** Opening RECORD EXCERPTS block **

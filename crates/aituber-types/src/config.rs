//! Configuration types for AITuber.
//!
//! `AppConfig` represents the top-level `config.toml`. Every section and
//! field has a default, so an empty file (or no file) is a valid config.

use serde::{Deserialize, Serialize};

use crate::llm::ProviderType;

/// Top-level configuration.
#[derive(Debug, Clone, Default, Serialize, Deserialize)]
pub struct AppConfig {
    #[serde(default)]
    pub app: GeneralConfig,
    #[serde(default)]
    pub llm: LlmConfig,
    #[serde(default)]
    pub memory: MemoryConfig,
    #[serde(default)]
    pub character: CharacterConfig,
    #[serde(default)]
    pub conversation: ConversationConfig,
}

/// Process-wide settings.
#[derive(Debug, Clone, Serialize, Deserialize)]
pub struct GeneralConfig {
    /// Default `RUST_LOG`-style filter when the env var is unset.
    #[serde(default = "default_log_level")]
    pub log_level: String,
    /// Export spans through OpenTelemetry (stdout exporter).
    #[serde(default)]
    pub enable_otel: bool,
}

fn default_log_level() -> String {
    "info".to_string()
}

impl Default for GeneralConfig {
    fn default() -> Self {
        Self {
            log_level: default_log_level(),
            enable_otel: false,
        }
    }
}

/// Chat-completion backend settings.
#[derive(Debug, Clone, Serialize, Deserialize)]
pub struct LlmConfig {
    #[serde(default = "default_provider")]
    pub provider: ProviderType,
    #[serde(default = "default_model")]
    pub model: String,
    #[serde(default = "default_base_url")]
    pub base_url: String,
    /// Name of the environment variable holding the API key.
    #[serde(default = "default_api_key_env")]
    pub api_key_env: String,
    #[serde(default = "default_temperature")]
    pub temperature: f64,
    #[serde(default = "default_max_tokens")]
    pub max_tokens: u32,
}

fn default_provider() -> ProviderType {
    ProviderType::OpenAi
}

fn default_model() -> String {
    "gpt-4-turbo".to_string()
}

fn default_base_url() -> String {
    "https://api.openai.com/v1".to_string()
}

fn default_api_key_env() -> String {
    "OPENAI_API_KEY".to_string()
}

fn default_temperature() -> f64 {
    0.7
}

fn default_max_tokens() -> u32 {
    1024
}

impl Default for LlmConfig {
    fn default() -> Self {
        Self {
            provider: default_provider(),
            model: default_model(),
            base_url: default_base_url(),
            api_key_env: default_api_key_env(),
            temperature: default_temperature(),
            max_tokens: default_max_tokens(),
        }
    }
}

/// Long-term memory settings.
#[derive(Debug, Clone, Serialize, Deserialize)]
pub struct MemoryConfig {
    /// SQLite file relative to the data directory, or `:memory:` for an
    /// ephemeral in-process store.
    #[serde(default = "default_database")]
    pub database: String,
    #[serde(default = "default_embedding_model")]
    pub embedding_model: String,
    #[serde(default = "default_embedding_dimension")]
    pub embedding_dimension: usize,
    #[serde(default = "default_retrieval_limit")]
    pub retrieval_limit: usize,
    #[serde(default = "default_similarity_threshold")]
    pub similarity_threshold: f32,
}

fn default_database() -> String {
    "memory.db".to_string()
}

fn default_embedding_model() -> String {
    "text-embedding-3-small".to_string()
}

fn default_embedding_dimension() -> usize {
    1536
}

fn default_retrieval_limit() -> usize {
    5
}

fn default_similarity_threshold() -> f32 {
    0.7
}

impl MemoryConfig {
    pub fn is_in_memory(&self) -> bool {
        self.database == ":memory:"
    }
}

impl Default for MemoryConfig {
    fn default() -> Self {
        Self {
            database: default_database(),
            embedding_model: default_embedding_model(),
            embedding_dimension: default_embedding_dimension(),
            retrieval_limit: default_retrieval_limit(),
            similarity_threshold: default_similarity_threshold(),
        }
    }
}

/// Where character definitions live.
#[derive(Debug, Clone, Serialize, Deserialize)]
pub struct CharacterConfig {
    /// Directory relative to the data directory.
    #[serde(default = "default_characters_dir")]
    pub characters_dir: String,
    #[serde(default)]
    pub default_character: Option<String>,
}

fn default_characters_dir() -> String {
    "characters".to_string()
}

impl Default for CharacterConfig {
    fn default() -> Self {
        Self {
            characters_dir: default_characters_dir(),
            default_character: None,
        }
    }
}

/// Conversation registry and prompt-window settings.
#[derive(Debug, Clone, Serialize, Deserialize)]
pub struct ConversationConfig {
    /// Trailing turns included in each prompt.
    #[serde(default = "default_history_limit")]
    pub history_limit: usize,
    /// Upper bound on live conversations; least recently used are evicted.
    #[serde(default = "default_max_conversations")]
    pub max_conversations: usize,
    /// Idle time after which a conversation expires. `0` disables expiry.
    #[serde(default = "default_idle_ttl_secs")]
    pub idle_ttl_secs: u64,
}

fn default_history_limit() -> usize {
    10
}

fn default_max_conversations() -> usize {
    1000
}

fn default_idle_ttl_secs() -> u64 {
    86_400
}

impl Default for ConversationConfig {
    fn default() -> Self {
        Self {
            history_limit: default_history_limit(),
            max_conversations: default_max_conversations(),
            idle_ttl_secs: default_idle_ttl_secs(),
        }
    }
}

#[cfg(test)]
mod tests {
    use super::*;

    #[test]
    fn test_app_config_default_values() {
        let config = AppConfig::default();
        assert_eq!(config.llm.provider, ProviderType::OpenAi);
        assert_eq!(config.llm.model, "gpt-4-turbo");
        assert!((config.llm.temperature - 0.7).abs() < f64::EPSILON);
        assert_eq!(config.memory.retrieval_limit, 5);
        assert!((config.memory.similarity_threshold - 0.7).abs() < f32::EPSILON);
        assert_eq!(config.conversation.history_limit, 10);
        assert_eq!(config.character.characters_dir, "characters");
        assert!(config.character.default_character.is_none());
    }

    #[test]
    fn test_app_config_deserialize_empty() {
        let config: AppConfig = toml::from_str("").unwrap();
        assert_eq!(config.memory.embedding_model, "text-embedding-3-small");
        assert_eq!(config.memory.embedding_dimension, 1536);
        assert_eq!(config.conversation.max_conversations, 1000);
        assert_eq!(config.app.log_level, "info");
    }

    #[test]
    fn test_app_config_deserialize_partial_sections() {
        let toml_str = r#"
[llm]
provider = "openai_compatible"
model = "llama3"
base_url = "http://localhost:11434/v1"

[memory]
database = ":memory:"
similarity_threshold = 0.5

[character]
default_character = "hiyori"

[conversation]
idle_ttl_secs = 0
"#;
        let config: AppConfig = toml::from_str(toml_str).unwrap();
        assert_eq!(config.llm.provider, ProviderType::OpenAiCompatible);
        assert_eq!(config.llm.model, "llama3");
        assert_eq!(config.llm.api_key_env, "OPENAI_API_KEY");
        assert!(config.memory.is_in_memory());
        assert!((config.memory.similarity_threshold - 0.5).abs() < f32::EPSILON);
        assert_eq!(config.memory.retrieval_limit, 5);
        assert_eq!(config.character.default_character.as_deref(), Some("hiyori"));
        assert_eq!(config.conversation.idle_ttl_secs, 0);
        assert_eq!(config.conversation.history_limit, 10);
    }

    #[test]
    fn test_app_config_rejects_unknown_provider() {
        let result: Result<AppConfig, _> = toml::from_str("[llm]\nprovider = \"carrier-pigeon\"\n");
        assert!(result.is_err());
    }
}
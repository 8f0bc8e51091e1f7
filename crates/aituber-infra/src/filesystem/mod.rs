//! Filesystem adapters for AITuber.
//!
//! Data directory resolution and the YAML/JSON character store.

pub mod character;

use std::path::{Path, PathBuf};

/// Resolve the data directory from environment or platform defaults.
///
/// Priority:
/// 1. `AITUBER_DATA_DIR` environment variable
/// 2. `~/.aituber`
/// 3. `.aituber` in the current directory
pub fn resolve_data_dir() -> PathBuf {
    if let Ok(dir) = std::env::var("AITUBER_DATA_DIR") {
        return PathBuf::from(dir);
    }

    if let Some(home) = dirs::home_dir() {
        return home.join(".aituber");
    }

    PathBuf::from(".aituber")
}

/// Join a configured path onto the data directory. Absolute paths win.
pub fn resolve_data_path(data_dir: &Path, relative: &str) -> PathBuf {
    let path = Path::new(relative);
    if path.is_absolute() {
        path.to_path_buf()
    } else {
        data_dir.join(path)
    }
}

#[cfg(test)]
mod tests {
    use super::*;

    #[test]
    fn test_resolve_data_path_relative() {
        let data_dir = PathBuf::from("/home/user/.aituber");
        assert_eq!(
            resolve_data_path(&data_dir, "characters"),
            PathBuf::from("/home/user/.aituber/characters")
        );
        assert_eq!(
            resolve_data_path(&data_dir, "memory.db"),
            PathBuf::from("/home/user/.aituber/memory.db")
        );
    }

    #[test]
    fn test_resolve_data_path_absolute() {
        let data_dir = PathBuf::from("/home/user/.aituber");
        assert_eq!(
            resolve_data_path(&data_dir, "/srv/aituber/memory.db"),
            PathBuf::from("/srv/aituber/memory.db")
        );
    }

    #[test]
    fn test_resolve_data_dir_from_env() {
        // SAFETY: This test is single-threaded and restores the env var immediately.
        unsafe {
            std::env::set_var("AITUBER_DATA_DIR", "/tmp/test-aituber");
        }
        let dir = resolve_data_dir();
        assert_eq!(dir, PathBuf::from("/tmp/test-aituber"));
        unsafe {
            std::env::remove_var("AITUBER_DATA_DIR");
        }
    }
}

** Closing RECORD EXCERPTS block **

» **WORK TO COMPLETE**: What you return should be exactly the lines above, starting at the one with "let result: Result<AppConfig, _>" and ending at the one with "the current directory", and nothing else.

» **TASK OUTPUT**:
        let result: Result<AppConfig, _> = toml::from_str("[llm]\nprovider = \"carrier-pigeon\"\n");
        assert!(result.is_err());
    }
}
repository 8f0bc8e51091e1f7
filename crates/aituber-infra/src/filesystem/mod.rs
//! Filesystem adapters for AITuber.
//!
//! Data directory resolution and the YAML/JSON character store.

pub mod character;

use std::path::{Path, PathBuf};

/// Resolve the data directory from environment or platform defaults.
///
/// Priority:
/// 1. `AITUBER_DATA_DIR` environment variable
/// 2. `~/.aituber`
/// 3. `.aituber` in the current directory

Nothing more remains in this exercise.